About this task: Filter the entries for the word "cloned". Copy each line in which it occurs.
(Material provided)
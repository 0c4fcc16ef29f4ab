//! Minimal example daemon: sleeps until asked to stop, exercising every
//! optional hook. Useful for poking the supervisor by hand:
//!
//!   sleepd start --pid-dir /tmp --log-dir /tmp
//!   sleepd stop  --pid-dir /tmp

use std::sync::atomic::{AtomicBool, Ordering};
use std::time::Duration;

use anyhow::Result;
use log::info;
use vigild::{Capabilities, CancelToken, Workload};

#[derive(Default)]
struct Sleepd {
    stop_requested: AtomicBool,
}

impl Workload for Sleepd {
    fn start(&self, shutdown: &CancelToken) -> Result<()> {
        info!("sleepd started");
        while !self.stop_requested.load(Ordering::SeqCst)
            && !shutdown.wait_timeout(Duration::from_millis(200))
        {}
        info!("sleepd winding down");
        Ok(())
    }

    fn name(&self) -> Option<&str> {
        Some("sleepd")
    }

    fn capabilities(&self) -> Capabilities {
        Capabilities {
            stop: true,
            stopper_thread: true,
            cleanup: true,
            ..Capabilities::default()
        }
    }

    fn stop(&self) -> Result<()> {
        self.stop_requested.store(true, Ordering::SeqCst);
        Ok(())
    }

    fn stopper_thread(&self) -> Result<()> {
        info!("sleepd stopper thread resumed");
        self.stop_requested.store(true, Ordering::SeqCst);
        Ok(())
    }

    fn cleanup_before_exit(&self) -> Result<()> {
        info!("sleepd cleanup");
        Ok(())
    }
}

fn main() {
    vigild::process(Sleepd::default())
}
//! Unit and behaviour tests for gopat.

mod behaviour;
(End Material provided)
(Material provided)
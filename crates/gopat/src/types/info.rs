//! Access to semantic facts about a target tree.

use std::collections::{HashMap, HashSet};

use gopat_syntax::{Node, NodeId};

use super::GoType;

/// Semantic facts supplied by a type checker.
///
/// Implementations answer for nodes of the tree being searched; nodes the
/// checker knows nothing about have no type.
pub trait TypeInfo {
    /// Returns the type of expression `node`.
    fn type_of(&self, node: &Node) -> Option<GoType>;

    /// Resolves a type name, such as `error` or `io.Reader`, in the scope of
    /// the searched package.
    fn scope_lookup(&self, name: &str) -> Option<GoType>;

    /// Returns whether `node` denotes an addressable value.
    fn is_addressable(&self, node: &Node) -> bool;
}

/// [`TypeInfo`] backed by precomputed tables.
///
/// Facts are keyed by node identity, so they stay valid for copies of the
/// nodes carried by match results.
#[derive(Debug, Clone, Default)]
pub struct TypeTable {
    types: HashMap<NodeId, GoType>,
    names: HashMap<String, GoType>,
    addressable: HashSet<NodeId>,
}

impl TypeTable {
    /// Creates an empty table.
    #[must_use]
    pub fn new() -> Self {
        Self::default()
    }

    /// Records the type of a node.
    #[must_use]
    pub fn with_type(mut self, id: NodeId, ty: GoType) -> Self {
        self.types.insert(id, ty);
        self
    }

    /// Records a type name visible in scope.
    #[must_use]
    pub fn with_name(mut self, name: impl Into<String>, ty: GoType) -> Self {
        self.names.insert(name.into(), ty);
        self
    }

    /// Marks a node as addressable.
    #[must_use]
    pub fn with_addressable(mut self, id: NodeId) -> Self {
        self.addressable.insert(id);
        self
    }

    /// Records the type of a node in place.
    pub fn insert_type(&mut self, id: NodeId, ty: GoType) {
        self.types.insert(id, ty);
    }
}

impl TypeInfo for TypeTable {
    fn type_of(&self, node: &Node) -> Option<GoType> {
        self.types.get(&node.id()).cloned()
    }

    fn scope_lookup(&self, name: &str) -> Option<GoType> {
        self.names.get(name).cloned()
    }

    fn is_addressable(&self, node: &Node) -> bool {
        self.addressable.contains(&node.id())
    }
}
(End Material provided)
(Material provided)
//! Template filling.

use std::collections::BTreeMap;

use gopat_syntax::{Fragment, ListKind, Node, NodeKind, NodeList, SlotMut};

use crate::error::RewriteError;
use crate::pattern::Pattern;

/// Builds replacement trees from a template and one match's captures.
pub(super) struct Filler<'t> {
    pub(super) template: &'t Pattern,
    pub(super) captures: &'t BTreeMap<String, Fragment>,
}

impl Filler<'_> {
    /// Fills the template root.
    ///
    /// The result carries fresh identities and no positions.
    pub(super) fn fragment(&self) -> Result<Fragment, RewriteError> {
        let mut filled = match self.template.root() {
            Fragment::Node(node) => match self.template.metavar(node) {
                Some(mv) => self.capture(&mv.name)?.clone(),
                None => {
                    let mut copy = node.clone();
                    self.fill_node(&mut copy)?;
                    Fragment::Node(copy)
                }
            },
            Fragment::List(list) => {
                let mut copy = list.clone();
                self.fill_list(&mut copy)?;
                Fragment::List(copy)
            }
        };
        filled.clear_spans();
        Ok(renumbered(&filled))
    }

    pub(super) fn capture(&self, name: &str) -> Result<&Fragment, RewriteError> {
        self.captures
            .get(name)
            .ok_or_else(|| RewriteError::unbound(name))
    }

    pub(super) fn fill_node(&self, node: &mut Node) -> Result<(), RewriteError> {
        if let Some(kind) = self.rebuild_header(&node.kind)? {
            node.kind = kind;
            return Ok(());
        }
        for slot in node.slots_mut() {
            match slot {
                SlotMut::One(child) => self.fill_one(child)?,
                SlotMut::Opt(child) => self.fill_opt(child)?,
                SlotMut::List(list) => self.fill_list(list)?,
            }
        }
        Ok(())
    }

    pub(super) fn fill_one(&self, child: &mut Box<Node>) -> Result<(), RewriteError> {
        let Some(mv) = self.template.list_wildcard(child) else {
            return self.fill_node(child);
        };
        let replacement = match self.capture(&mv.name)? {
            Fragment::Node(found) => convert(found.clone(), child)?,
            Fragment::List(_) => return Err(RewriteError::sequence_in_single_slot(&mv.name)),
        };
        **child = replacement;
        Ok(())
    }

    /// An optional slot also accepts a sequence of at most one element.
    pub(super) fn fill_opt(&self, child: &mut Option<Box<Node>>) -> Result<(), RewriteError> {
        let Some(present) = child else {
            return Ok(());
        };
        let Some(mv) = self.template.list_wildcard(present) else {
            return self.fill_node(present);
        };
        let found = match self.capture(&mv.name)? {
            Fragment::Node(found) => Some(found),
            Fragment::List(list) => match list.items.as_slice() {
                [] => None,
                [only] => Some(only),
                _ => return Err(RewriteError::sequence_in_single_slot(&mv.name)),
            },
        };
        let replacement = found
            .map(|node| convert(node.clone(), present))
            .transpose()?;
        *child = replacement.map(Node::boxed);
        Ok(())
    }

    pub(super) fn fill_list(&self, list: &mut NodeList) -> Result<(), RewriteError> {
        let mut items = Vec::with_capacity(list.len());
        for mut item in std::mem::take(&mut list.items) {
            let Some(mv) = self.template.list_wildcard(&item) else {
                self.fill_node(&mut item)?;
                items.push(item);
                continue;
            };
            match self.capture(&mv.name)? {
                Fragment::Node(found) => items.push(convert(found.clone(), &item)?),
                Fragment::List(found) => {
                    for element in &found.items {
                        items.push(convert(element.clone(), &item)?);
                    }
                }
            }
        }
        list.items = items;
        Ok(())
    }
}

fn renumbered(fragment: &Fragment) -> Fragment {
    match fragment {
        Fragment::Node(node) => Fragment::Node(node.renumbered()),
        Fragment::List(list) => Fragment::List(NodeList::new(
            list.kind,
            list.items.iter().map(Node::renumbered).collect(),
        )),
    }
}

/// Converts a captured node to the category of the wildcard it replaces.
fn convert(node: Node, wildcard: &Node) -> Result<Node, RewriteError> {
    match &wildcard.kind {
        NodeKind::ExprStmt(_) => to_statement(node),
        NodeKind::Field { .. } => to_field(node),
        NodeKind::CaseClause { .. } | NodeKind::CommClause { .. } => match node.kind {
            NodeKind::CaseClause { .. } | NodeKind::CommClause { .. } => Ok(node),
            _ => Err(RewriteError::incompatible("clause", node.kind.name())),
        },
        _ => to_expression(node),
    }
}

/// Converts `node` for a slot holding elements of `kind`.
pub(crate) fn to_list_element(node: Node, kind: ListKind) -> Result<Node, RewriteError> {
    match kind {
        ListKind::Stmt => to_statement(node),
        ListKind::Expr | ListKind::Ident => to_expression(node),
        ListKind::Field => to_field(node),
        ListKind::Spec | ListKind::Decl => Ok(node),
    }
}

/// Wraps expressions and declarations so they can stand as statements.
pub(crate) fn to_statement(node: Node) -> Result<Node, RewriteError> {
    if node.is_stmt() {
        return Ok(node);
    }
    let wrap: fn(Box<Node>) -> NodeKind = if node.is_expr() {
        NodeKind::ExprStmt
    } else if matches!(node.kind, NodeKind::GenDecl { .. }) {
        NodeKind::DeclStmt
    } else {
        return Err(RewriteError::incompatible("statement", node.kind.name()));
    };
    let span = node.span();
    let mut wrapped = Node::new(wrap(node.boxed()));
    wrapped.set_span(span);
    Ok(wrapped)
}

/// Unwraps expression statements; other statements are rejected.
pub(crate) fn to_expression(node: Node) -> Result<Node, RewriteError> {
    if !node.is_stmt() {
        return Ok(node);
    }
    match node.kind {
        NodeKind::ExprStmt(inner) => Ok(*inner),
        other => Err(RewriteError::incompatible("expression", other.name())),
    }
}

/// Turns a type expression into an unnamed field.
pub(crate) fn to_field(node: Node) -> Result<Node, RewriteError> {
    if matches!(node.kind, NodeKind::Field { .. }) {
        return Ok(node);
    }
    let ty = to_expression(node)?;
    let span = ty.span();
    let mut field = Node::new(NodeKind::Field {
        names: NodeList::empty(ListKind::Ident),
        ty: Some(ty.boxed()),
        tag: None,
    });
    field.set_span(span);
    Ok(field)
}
(End Material provided)
Solution to the exercise:
        self.types.get(&node.id()).cloned()
        self.names.get(name).cloned()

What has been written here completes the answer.